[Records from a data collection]
= = = = = = =
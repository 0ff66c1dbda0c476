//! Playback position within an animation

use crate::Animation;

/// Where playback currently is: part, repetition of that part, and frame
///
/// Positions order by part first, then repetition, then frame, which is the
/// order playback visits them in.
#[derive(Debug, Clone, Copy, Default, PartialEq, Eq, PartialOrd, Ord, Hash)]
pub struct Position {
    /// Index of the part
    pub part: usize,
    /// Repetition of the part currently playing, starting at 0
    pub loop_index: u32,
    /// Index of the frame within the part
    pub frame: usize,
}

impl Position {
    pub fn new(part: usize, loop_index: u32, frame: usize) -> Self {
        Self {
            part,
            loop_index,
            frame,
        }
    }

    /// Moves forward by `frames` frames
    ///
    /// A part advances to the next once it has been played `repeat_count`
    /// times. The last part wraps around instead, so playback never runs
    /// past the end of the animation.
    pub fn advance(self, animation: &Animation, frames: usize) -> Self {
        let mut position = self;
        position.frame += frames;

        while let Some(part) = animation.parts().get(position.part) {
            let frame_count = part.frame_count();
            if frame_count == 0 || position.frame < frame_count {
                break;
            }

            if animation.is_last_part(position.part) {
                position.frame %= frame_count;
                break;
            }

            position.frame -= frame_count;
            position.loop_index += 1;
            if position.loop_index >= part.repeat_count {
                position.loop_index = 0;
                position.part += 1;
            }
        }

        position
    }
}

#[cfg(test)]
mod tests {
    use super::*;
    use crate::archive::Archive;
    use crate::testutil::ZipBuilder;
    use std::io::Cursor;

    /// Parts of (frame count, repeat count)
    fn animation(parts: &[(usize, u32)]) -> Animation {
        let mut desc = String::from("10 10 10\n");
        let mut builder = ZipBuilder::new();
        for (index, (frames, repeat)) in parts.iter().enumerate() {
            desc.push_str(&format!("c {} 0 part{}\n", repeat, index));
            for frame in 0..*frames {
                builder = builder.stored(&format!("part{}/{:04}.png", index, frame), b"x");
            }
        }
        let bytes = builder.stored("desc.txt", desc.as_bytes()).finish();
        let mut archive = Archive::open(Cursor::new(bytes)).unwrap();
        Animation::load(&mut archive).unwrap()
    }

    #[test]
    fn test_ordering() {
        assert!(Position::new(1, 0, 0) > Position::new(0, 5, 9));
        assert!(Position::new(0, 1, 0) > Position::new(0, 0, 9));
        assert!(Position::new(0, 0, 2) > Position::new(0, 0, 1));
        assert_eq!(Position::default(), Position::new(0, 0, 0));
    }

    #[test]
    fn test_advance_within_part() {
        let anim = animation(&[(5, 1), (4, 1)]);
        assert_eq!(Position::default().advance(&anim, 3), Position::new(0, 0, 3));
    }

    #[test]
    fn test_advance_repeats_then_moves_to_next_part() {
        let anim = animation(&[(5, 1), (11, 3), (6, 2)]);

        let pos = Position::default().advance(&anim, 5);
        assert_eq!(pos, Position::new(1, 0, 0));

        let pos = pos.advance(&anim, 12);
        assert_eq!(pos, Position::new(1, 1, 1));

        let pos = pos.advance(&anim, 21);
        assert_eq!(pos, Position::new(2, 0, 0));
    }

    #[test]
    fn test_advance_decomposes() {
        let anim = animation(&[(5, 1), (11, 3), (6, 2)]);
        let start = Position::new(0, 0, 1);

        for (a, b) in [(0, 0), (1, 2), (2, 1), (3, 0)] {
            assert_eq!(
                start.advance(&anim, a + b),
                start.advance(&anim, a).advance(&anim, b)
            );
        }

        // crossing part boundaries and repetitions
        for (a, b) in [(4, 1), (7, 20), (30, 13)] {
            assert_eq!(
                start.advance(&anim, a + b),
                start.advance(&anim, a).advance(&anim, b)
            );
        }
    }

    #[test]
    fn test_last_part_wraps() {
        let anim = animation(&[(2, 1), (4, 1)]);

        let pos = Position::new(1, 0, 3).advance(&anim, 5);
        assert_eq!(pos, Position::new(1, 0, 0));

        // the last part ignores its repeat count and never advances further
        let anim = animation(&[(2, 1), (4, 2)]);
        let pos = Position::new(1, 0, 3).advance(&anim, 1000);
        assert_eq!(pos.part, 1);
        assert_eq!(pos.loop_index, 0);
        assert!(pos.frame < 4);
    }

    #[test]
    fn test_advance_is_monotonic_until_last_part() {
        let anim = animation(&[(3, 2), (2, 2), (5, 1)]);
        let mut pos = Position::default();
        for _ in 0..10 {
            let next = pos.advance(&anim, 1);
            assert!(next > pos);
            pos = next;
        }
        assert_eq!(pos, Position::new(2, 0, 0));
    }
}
= = = = = = =
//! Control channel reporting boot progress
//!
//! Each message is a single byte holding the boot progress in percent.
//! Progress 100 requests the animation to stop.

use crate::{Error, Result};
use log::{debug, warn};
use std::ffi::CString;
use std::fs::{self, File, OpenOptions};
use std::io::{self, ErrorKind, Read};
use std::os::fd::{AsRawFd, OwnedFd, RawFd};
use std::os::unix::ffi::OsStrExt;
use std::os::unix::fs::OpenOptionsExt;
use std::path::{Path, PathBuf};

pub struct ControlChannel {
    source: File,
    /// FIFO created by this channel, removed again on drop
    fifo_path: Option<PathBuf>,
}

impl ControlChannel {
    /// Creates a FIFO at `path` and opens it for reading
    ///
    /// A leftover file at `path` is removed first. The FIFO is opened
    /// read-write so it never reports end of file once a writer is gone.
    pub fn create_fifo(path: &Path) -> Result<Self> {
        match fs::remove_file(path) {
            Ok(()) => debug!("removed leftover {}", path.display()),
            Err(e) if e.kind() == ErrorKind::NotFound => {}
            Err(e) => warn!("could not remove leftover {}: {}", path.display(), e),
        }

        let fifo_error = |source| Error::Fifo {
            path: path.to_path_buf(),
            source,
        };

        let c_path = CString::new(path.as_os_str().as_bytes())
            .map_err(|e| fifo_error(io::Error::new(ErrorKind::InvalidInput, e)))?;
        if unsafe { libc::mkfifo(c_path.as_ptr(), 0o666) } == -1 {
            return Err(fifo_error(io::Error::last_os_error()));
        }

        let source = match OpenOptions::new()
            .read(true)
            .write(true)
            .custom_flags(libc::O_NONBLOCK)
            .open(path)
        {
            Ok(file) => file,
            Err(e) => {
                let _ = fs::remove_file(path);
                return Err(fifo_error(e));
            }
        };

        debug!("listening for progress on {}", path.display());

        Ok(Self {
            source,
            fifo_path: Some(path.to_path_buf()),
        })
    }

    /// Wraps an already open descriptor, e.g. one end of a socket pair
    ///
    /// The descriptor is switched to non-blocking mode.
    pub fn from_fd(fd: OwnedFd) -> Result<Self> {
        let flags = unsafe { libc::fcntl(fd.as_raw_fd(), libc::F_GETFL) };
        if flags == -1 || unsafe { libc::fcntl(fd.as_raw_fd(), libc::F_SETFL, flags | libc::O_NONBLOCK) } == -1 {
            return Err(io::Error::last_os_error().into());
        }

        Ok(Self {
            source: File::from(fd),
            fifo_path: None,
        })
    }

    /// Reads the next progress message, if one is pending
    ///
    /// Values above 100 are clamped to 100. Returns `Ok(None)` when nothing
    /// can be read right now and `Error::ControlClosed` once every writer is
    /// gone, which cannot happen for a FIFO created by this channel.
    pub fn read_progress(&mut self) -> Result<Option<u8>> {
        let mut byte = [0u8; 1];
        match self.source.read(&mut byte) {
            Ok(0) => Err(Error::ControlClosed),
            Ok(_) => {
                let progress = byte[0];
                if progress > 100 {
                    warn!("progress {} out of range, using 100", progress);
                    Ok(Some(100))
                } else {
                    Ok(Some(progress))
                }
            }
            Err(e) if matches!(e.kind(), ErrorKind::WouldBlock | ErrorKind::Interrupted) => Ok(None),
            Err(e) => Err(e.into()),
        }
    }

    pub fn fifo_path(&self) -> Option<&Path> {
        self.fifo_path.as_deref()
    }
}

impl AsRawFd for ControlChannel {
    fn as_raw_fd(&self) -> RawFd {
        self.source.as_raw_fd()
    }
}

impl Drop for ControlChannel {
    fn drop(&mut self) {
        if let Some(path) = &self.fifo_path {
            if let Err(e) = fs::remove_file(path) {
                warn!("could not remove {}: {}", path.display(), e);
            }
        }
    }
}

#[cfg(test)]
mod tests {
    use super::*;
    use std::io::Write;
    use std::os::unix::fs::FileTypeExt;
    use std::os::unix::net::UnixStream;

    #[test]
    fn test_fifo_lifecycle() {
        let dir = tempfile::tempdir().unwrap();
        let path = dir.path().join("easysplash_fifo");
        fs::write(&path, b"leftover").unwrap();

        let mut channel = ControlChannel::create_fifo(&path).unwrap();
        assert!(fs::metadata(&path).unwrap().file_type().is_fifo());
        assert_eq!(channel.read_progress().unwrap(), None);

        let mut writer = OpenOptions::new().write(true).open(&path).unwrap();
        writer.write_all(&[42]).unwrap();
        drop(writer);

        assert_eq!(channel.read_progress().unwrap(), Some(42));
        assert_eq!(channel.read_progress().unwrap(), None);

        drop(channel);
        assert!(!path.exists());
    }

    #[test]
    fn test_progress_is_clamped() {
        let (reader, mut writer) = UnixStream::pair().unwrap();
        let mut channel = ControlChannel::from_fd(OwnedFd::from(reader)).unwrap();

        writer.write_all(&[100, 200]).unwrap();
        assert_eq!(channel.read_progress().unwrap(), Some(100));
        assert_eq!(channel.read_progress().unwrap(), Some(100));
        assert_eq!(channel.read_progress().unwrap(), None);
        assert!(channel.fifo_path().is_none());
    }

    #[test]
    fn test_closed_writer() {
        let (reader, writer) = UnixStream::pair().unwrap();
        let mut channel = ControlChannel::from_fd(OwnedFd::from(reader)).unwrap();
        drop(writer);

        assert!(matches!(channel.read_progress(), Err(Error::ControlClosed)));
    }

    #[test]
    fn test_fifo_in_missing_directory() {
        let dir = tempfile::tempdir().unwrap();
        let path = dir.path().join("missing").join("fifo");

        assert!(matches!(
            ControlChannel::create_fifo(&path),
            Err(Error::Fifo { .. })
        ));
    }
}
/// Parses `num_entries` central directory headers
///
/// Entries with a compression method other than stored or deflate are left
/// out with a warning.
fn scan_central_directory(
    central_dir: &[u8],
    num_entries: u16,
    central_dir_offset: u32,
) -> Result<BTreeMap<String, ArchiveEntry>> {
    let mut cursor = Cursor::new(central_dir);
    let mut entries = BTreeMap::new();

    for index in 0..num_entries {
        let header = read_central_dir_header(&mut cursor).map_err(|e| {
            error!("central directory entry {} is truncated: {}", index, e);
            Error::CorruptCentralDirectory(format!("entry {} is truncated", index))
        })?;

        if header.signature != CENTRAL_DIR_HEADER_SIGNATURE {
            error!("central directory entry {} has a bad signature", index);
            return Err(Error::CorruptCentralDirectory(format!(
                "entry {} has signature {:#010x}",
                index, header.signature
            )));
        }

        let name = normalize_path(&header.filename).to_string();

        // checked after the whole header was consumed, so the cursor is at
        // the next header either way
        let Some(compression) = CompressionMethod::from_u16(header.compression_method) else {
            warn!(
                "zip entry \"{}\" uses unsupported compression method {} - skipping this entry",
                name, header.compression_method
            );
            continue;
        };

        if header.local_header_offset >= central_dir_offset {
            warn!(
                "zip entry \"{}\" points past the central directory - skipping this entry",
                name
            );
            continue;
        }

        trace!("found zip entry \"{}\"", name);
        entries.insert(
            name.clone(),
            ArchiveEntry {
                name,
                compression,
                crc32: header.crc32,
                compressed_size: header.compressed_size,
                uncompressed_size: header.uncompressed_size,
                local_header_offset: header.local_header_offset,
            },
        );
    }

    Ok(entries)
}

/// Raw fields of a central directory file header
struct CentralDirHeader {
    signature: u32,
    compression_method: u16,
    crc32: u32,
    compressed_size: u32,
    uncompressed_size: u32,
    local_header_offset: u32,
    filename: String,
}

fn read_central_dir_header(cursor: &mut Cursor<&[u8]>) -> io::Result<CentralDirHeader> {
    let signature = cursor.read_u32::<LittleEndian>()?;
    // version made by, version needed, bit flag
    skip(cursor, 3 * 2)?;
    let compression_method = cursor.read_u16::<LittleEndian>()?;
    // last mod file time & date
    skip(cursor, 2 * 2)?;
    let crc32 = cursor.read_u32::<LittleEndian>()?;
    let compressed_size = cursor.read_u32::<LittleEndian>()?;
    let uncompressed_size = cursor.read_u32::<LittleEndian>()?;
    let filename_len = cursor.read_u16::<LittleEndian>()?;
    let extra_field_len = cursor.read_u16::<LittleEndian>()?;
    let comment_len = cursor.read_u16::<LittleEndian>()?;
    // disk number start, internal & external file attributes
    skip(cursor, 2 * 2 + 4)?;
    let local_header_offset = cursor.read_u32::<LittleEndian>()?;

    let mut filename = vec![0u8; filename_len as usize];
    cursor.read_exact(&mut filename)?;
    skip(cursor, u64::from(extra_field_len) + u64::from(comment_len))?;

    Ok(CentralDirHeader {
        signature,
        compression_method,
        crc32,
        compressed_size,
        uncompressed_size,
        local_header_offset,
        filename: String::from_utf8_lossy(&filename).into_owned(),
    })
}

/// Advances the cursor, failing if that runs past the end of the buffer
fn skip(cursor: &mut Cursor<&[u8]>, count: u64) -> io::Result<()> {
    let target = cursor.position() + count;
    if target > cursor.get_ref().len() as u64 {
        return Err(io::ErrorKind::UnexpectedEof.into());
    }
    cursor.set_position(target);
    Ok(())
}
= = = = = = =
Each line in the records that carries "never" must be copied out.

    /// times. The last part wraps around instead, so playback never runs
        // the last part ignores its repeat count and never advances further
    /// read-write so it never reports end of file once a writer is gone.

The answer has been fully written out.